__BRIEF__. Where does the word "Serialize" occur in the data below? Copy each line that holds it.

__EXERCISE INPUT__.

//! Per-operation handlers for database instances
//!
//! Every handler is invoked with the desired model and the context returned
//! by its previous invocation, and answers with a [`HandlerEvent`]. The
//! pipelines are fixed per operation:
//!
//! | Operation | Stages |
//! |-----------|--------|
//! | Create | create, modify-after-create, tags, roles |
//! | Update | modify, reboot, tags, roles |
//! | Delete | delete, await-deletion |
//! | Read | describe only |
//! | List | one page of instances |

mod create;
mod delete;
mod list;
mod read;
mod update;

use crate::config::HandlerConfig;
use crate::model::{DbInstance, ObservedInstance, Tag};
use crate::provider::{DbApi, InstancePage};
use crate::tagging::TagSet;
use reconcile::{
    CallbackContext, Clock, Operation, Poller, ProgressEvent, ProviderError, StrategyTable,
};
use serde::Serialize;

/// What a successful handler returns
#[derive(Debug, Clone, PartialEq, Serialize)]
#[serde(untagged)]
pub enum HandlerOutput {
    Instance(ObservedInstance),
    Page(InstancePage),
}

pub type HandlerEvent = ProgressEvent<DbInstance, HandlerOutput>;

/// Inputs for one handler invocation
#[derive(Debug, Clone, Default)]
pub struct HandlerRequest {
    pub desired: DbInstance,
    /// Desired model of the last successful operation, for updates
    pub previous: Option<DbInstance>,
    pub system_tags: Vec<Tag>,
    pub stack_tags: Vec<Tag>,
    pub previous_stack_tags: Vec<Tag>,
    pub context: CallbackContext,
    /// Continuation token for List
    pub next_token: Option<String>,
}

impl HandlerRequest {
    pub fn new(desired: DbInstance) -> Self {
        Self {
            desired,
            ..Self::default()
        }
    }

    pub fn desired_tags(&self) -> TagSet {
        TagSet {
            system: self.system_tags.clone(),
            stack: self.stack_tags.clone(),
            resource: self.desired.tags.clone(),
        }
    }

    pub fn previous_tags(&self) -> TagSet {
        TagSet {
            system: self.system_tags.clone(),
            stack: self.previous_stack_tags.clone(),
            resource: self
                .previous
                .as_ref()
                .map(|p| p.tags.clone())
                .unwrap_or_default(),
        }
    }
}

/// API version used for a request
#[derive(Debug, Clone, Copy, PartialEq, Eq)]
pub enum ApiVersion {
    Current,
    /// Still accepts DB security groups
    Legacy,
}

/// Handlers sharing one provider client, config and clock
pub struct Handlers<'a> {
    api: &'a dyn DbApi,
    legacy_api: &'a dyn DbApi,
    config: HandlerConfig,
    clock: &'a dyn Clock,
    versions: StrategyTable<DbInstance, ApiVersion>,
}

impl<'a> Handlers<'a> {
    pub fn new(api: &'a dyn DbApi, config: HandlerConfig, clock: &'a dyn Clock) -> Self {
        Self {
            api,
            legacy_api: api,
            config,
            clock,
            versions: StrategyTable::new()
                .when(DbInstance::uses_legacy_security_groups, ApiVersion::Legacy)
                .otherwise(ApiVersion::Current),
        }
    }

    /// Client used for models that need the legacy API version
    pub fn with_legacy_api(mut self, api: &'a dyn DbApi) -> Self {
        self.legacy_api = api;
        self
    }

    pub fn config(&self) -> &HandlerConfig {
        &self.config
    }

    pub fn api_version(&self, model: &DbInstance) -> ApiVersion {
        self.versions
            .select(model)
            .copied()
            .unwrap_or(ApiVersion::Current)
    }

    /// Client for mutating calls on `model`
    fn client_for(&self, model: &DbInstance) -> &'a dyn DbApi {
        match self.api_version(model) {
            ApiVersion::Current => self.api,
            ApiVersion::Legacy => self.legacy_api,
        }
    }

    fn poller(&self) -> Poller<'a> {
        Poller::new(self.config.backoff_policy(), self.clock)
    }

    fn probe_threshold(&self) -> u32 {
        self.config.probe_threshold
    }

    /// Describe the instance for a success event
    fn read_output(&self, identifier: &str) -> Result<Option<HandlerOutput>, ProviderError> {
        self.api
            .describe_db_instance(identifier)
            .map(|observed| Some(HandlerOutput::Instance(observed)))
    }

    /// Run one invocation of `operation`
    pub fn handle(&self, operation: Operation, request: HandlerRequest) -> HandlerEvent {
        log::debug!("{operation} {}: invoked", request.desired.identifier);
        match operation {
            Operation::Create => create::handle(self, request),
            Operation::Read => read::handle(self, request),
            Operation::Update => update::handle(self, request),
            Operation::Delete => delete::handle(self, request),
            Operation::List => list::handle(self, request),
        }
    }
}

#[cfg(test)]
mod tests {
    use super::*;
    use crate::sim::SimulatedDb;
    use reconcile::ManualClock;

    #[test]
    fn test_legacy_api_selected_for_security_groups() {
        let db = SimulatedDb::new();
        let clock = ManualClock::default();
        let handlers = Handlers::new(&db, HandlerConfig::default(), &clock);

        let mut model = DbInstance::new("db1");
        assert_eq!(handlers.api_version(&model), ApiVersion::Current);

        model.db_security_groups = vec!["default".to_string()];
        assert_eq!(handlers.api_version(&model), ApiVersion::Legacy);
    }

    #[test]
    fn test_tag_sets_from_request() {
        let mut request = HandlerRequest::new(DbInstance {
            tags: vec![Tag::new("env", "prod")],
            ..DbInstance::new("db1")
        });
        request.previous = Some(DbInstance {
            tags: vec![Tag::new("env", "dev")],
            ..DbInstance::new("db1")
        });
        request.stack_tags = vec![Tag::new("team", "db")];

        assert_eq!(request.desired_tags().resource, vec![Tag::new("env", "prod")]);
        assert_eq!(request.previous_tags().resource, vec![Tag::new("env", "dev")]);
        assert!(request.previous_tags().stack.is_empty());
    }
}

...

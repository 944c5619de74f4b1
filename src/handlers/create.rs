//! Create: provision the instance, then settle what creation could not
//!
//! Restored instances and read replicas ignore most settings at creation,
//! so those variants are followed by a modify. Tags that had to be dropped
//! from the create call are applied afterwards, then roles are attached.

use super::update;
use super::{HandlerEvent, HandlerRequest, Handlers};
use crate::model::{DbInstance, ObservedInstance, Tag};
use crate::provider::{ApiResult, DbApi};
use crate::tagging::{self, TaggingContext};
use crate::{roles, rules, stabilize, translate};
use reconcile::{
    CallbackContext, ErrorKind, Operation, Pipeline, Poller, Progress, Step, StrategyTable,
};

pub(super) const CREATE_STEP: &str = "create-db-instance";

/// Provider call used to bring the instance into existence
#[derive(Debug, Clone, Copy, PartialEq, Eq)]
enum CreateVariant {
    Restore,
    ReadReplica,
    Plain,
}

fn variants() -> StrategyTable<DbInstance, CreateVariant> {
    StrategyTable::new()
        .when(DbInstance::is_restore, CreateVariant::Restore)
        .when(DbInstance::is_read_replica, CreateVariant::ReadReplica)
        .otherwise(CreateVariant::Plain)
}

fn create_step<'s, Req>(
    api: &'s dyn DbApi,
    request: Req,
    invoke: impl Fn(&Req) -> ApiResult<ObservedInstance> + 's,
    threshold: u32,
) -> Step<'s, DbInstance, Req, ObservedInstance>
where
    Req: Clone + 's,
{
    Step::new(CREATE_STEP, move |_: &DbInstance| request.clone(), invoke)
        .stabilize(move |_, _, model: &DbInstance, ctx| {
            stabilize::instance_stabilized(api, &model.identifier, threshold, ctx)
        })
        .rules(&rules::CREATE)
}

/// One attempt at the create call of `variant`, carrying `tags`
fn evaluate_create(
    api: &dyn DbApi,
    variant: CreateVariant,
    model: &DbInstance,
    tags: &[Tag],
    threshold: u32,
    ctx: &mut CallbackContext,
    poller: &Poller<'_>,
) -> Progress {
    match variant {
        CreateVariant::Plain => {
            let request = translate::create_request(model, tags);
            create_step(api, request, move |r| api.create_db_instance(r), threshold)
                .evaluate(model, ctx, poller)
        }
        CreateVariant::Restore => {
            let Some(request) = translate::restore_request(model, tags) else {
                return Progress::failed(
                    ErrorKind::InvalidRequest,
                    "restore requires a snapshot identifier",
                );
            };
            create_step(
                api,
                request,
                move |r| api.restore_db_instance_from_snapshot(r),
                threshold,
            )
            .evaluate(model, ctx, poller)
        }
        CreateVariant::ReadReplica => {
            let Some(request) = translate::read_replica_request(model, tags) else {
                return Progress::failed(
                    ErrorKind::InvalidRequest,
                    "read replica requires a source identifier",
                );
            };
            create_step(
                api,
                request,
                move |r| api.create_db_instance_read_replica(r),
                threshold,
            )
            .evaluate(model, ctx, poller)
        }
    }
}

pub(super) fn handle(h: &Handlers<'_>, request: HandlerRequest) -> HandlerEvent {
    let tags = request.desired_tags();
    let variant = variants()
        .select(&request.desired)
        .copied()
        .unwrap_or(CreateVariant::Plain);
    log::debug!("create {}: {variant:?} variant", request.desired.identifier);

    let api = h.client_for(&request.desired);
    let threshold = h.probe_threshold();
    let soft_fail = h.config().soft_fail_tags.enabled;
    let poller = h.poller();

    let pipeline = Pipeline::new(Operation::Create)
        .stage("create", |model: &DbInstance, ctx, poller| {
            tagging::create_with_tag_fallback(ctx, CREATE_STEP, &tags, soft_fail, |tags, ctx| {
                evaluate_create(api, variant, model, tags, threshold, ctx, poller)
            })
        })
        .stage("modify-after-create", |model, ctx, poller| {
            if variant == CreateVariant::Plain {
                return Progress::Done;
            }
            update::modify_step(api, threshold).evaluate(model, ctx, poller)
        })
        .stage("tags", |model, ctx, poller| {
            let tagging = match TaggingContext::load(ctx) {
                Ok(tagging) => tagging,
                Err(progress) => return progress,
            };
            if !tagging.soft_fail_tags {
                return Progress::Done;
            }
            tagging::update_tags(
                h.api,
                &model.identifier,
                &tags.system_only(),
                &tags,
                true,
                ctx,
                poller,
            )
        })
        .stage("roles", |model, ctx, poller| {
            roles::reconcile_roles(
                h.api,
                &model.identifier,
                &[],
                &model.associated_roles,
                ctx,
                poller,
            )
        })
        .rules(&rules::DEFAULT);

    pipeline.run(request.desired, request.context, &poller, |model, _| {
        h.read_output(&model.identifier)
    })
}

__REPLY TO THE TASK__.
use serde::Serialize;
#[derive(Debug, Clone, PartialEq, Serialize)]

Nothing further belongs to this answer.